In 2017, people driving to work in the Washington,  D.C., metro area each paid an average of $1,840 in extra costs related to being stuck in traffic, wasted 38 gallons in fuel idling on freeways and spent an extra 102 hours on roadways, for a total of 248 million hours lost to congestion delays.  

WASHINGTON (CN) – In 2017, people driving to work in the Washington,  D.C., metro area each paid an average of $1,840 in extra costs related to being stuck in traffic, wasted 38 gallons in fuel idling on freeways and spent an extra 102 hours on roadways, for a total of 248 million hours lost to congestion delays.

According to a report published by the Texas A&M Transport Institute, if nothing is done to alter these trends, roadway delays across the U.S. will climb by 10 billion hours by 2025. The national cost of congestion, which was $166 billion in 2017, will also balloon to $200 billion.

Alleviating these costs and giving Americans alternative means of transportation were the main topics discussed Tuesday at a House Transportation and Infrastructure subcommittee hearing.

Representative Peter DeFazio, D-Ore., said the cost of congestion every year is more than four times the amount that the federal government invests in surface transport and transit. Part of the issue in investing in solutions is finding a way to pay for it, he said.

“We haven’t adjusted the gas and diesel tax since 1993,” DeFazio said. “Let’s just index the gas and diesel tax and do some bonding and limit the annual increase to 1 1/2 cents a gallon a year.”

Oliver Gilbert, mayor of Miami Gardens, Florida, and chairman of the Miami-Dade Transportation Planning Organization, testified Tuesday that implementing a rail system, tolled express lanes and a rapid transit program improved congestion in his city.

Implementing and installing all these alternative transit methods was imperative to reducing congestion in Miami Gardens, he said.

“I engage your imagination to view a road as not just pavement and asphalt. I ask that you see traffic independent of its congestion, to see rail without regard to its cost. While all the things mentioned are relevant, roads are pathways to something greater. They are instruments of economic development and job creation,” Gilbert testified.

Congestion pricing, or charging auto commuters a fee for traveling during peak hours, is another prospective solution to reliving traffic in an urban area.

Tilly Chang, executive director of the San Francisco Transit Authority, said the group studied the impact of congestion pricing with the help of a grant in 2008. By charging motorists $3 per crossing of a highly congested freeway, the program would generate nearly $80 million annually for other public transit incentive programs and funding a multi-modal package of transit improvements. Commuters could be offered a free toll pass or other incentives for using public transportation, she said.
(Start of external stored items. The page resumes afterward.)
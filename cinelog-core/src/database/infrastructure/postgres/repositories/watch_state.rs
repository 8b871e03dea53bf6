use async_trait::async_trait;
use sqlx::{PgPool, Row};
use tracing::info;
use uuid::Uuid;

use crate::database::ports::watch_state::{EpisodeToggleOutcome, WatchStateRepository};
use crate::error::Result;
use cinelog_model::{EpisodeKey, MediaId};

/// Writable-CTE flip of one episode fact: delete-if-present, otherwise
/// insert. A single statement, so two concurrent toggles of the same key
/// cannot both observe the same prior state.
const FLIP_EPISODE_SQL: &str = r#"
    WITH deleted AS (
        DELETE FROM watched_episodes
        WHERE user_id = $1 AND series_id = $2
          AND season_number = $3 AND episode_number = $4
        RETURNING 1
    ), inserted AS (
        INSERT INTO watched_episodes (user_id, series_id, season_number, episode_number)
        SELECT $1, $2, $3, $4
        WHERE NOT EXISTS (SELECT 1 FROM deleted)
        ON CONFLICT (user_id, series_id, season_number, episode_number) DO NOTHING
        RETURNING 1
    )
    SELECT EXISTS (SELECT 1 FROM inserted) AS watched
"#;

const FLIP_SERIES_SQL: &str = r#"
    WITH deleted AS (
        DELETE FROM watched_series
        WHERE user_id = $1 AND media_id = $2
        RETURNING 1
    ), inserted AS (
        INSERT INTO watched_series (user_id, media_id)
        SELECT $1, $2
        WHERE NOT EXISTS (SELECT 1 FROM deleted)
        ON CONFLICT (user_id, media_id) DO NOTHING
        RETURNING 1
    )
    SELECT EXISTS (SELECT 1 FROM inserted) AS watched
"#;

#[derive(Clone, Debug)]
pub struct PostgresWatchStateRepository {
    pool: PgPool,
}

impl PostgresWatchStateRepository {
    pub fn new(pool: PgPool) -> Self {
        Self { pool }
    }

    fn pool(&self) -> &PgPool {
        &self.pool
    }
}

#[async_trait]
impl WatchStateRepository for PostgresWatchStateRepository {
    async fn is_episode_watched(
        &self,
        user_id: Uuid,
        series_id: MediaId,
        key: EpisodeKey,
    ) -> Result<bool> {
        let row = sqlx::query(
            r#"
            SELECT EXISTS (
                SELECT 1 FROM watched_episodes
                WHERE user_id = $1 AND series_id = $2
                  AND season_number = $3 AND episode_number = $4
            ) AS watched
            "#,
        )
        .bind(user_id)
        .bind(series_id)
        .bind(i32::from(key.season_number))
        .bind(i32::from(key.episode_number))
        .fetch_one(self.pool())
        .await?;

        Ok(row.try_get("watched")?)
    }

    async fn set_episode_watched(
        &self,
        user_id: Uuid,
        series_id: MediaId,
        key: EpisodeKey,
        watched: bool,
    ) -> Result<()> {
        if watched {
            sqlx::query(
                r#"
                INSERT INTO watched_episodes (user_id, series_id, season_number, episode_number)
                VALUES ($1, $2, $3, $4)
                ON CONFLICT (user_id, series_id, season_number, episode_number) DO NOTHING
                "#,
            )
            .bind(user_id)
            .bind(series_id)
            .bind(i32::from(key.season_number))
            .bind(i32::from(key.episode_number))
            .execute(self.pool())
            .await?;
        } else {
            sqlx::query(
                r#"
                DELETE FROM watched_episodes
                WHERE user_id = $1 AND series_id = $2
                  AND season_number = $3 AND episode_number = $4
                "#,
            )
            .bind(user_id)
            .bind(series_id)
            .bind(i32::from(key.season_number))
            .bind(i32::from(key.episode_number))
            .execute(self.pool())
            .await?;
        }
        Ok(())
    }

    async fn toggle_episode(
        &self,
        user_id: Uuid,
        series_id: MediaId,
        key: EpisodeKey,
        total_episodes: u32,
    ) -> Result<EpisodeToggleOutcome> {
        let mut tx = self.pool().begin().await?;

        let row = sqlx::query(FLIP_EPISODE_SQL)
            .bind(user_id)
            .bind(series_id)
            .bind(i32::from(key.season_number))
            .bind(i32::from(key.episode_number))
            .fetch_one(&mut *tx)
            .await?;
        let watched: bool = row.try_get("watched")?;

        let row = sqlx::query(
            r#"
            SELECT COUNT(*) AS watched_count
            FROM watched_episodes
            WHERE user_id = $1 AND series_id = $2
            "#,
        )
        .bind(user_id)
        .bind(series_id)
        .fetch_one(&mut *tx)
        .await?;
        let watched_count: i64 = row.try_get("watched_count")?;
        let watched_count = watched_count as u32;

        // Keep the explicit series fact in step with the completion boundary.
        // Skipped while the episode total is unknown; the flip above is still
        // persisted for later reconciliation.
        if total_episodes > 0 {
            if watched_count >= total_episodes {
                sqlx::query(
                    r#"
                    INSERT INTO watched_series (user_id, media_id)
                    VALUES ($1, $2)
                    ON CONFLICT (user_id, media_id) DO NOTHING
                    "#,
                )
                .bind(user_id)
                .bind(series_id)
                .execute(&mut *tx)
                .await?;
            } else {
                sqlx::query(
                    r#"
                    DELETE FROM watched_series
                    WHERE user_id = $1 AND media_id = $2
                    "#,
                )
                .bind(user_id)
                .bind(series_id)
                .execute(&mut *tx)
                .await?;
            }
        }

        tx.commit().await?;

        Ok(EpisodeToggleOutcome {
            watched,
            watched_count,
        })
    }

    async fn toggle_series(
        &self,
        user_id: Uuid,
        media_id: MediaId,
        episodes: &[EpisodeKey],
    ) -> Result<bool> {
        let mut tx = self.pool().begin().await?;

        let row = sqlx::query(FLIP_SERIES_SQL)
            .bind(user_id)
            .bind(media_id)
            .fetch_one(&mut *tx)
            .await?;
        let watched: bool = row.try_get("watched")?;

        if watched {
            if !episodes.is_empty() {
                let seasons: Vec<i32> =
                    episodes.iter().map(|k| i32::from(k.season_number)).collect();
                let numbers: Vec<i32> =
                    episodes.iter().map(|k| i32::from(k.episode_number)).collect();
                sqlx::query(
                    r#"
                    INSERT INTO watched_episodes (user_id, series_id, season_number, episode_number)
                    SELECT $1, $2, season_number, episode_number
                    FROM UNNEST($3::int[], $4::int[]) AS episode (season_number, episode_number)
                    ON CONFLICT (user_id, series_id, season_number, episode_number) DO NOTHING
                    "#,
                )
                .bind(user_id)
                .bind(media_id)
                .bind(&seasons)
                .bind(&numbers)
                .execute(&mut *tx)
                .await?;
            }
        } else {
            sqlx::query(
                r#"
                DELETE FROM watched_episodes
                WHERE user_id = $1 AND series_id = $2
                "#,
            )
            .bind(user_id)
            .bind(media_id)
            .execute(&mut *tx)
            .await?;
        }

        tx.commit().await?;

        info!(
            "Series {} toggled to {} for user {} ({} episodes cascaded)",
            media_id,
            if watched { "watched" } else { "unwatched" },
            user_id,
            episodes.len()
        );

        Ok(watched)
    }

    async fn is_series_marked(&self, user_id: Uuid, media_id: MediaId) -> Result<bool> {
        let row = sqlx::query(
            r#"
            SELECT EXISTS (
                SELECT 1 FROM watched_series
                WHERE user_id = $1 AND media_id = $2
            ) AS marked
            "#,
        )
        .bind(user_id)
        .bind(media_id)
        .fetch_one(self.pool())
        .await?;

        Ok(row.try_get("marked")?)
    }

    async fn set_series_marked(
        &self,
        user_id: Uuid,
        media_id: MediaId,
        marked: bool,
    ) -> Result<()> {
        if marked {
            sqlx::query(
                r#"
                INSERT INTO watched_series (user_id, media_id)
                VALUES ($1, $2)
                ON CONFLICT (user_id, media_id) DO NOTHING
                "#,
            )
            .bind(user_id)
            .bind(media_id)
            .execute(self.pool())
            .await?;
        } else {
            sqlx::query(
                r#"
                DELETE FROM watched_series
                WHERE user_id = $1 AND media_id = $2
                "#,
            )
            .bind(user_id)
            .bind(media_id)
            .execute(self.pool())
            .await?;
        }
        Ok(())
    }

    async fn list_watched_episodes(
        &self,
        user_id: Uuid,
        series_id: MediaId,
    ) -> Result<Vec<EpisodeKey>> {
        let rows = sqlx::query(
            r#"
            SELECT season_number, episode_number
            FROM watched_episodes
            WHERE user_id = $1 AND series_id = $2
            ORDER BY season_number, episode_number
            "#,
        )
        .bind(user_id)
        .bind(series_id)
        .fetch_all(self.pool())
        .await?;

        let mut episodes = Vec::with_capacity(rows.len());
        for row in rows {
            let season: i32 = row.try_get("season_number")?;
            let episode: i32 = row.try_get("episode_number")?;
            episodes.push(EpisodeKey {
                season_number: season as u16,
                episode_number: episode as u16,
            });
        }
        Ok(episodes)
    }

    async fn count_watched_episodes(
        &self,
        user_id: Uuid,
        series_id: MediaId,
    ) -> Result<u32> {
        let row = sqlx::query(
            r#"
            SELECT COUNT(*) AS watched_count
            FROM watched_episodes
            WHERE user_id = $1 AND series_id = $2
            "#,
        )
        .bind(user_id)
        .bind(series_id)
        .fetch_one(self.pool())
        .await?;

        let count: i64 = row.try_get("watched_count")?;
        Ok(count as u32)
    }
}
“This program was estimated to reduce peak period vehicle trips by 12%, increase bus speeds by 20-25% … and ultimately to reduce daily emissions by about 16%,” Chang told lawmakers.

Maintenance of roadways is another problem and the costs of maintaining highways are often passed onto consumers in the form of repairs.

Darren Hawkins, CEO of YRC Worldwide Inc., testified Tuesday on behalf of the American Trucking Associations, saying on average a trucker pays $1,600 in repairs annually. Freight and truck transportation play a large role in delivering goods across the country, including in Washington D.C.

The Highway Trust Fund, the primary source of federal revenue for highway projects, is not expected to generate enough funds to maintain critical projects to the nation’s roadways, Hawkins testified. The fund is expected to generate $42 billion over the next decade through a variety of methods, but $60 billion is the expected price tag to prevent significant reductions in federal aid.

“As the investment gap continues to grow, so too will the number of deficient bridges, miles of roads in poor condition, number of highway bottlenecks and, most critically, the number of crashes and fatalities attributable to inadequate roadways,” Hawkins testified.

The committee also heard testimony from Texas A&M Transport Institute regents fellow Timothy Lomax, Competitive Enterprise Institute fellow Marc Scribner and Travis Brouwer, assistant director for public affairs at the Oregon Department of Transportation.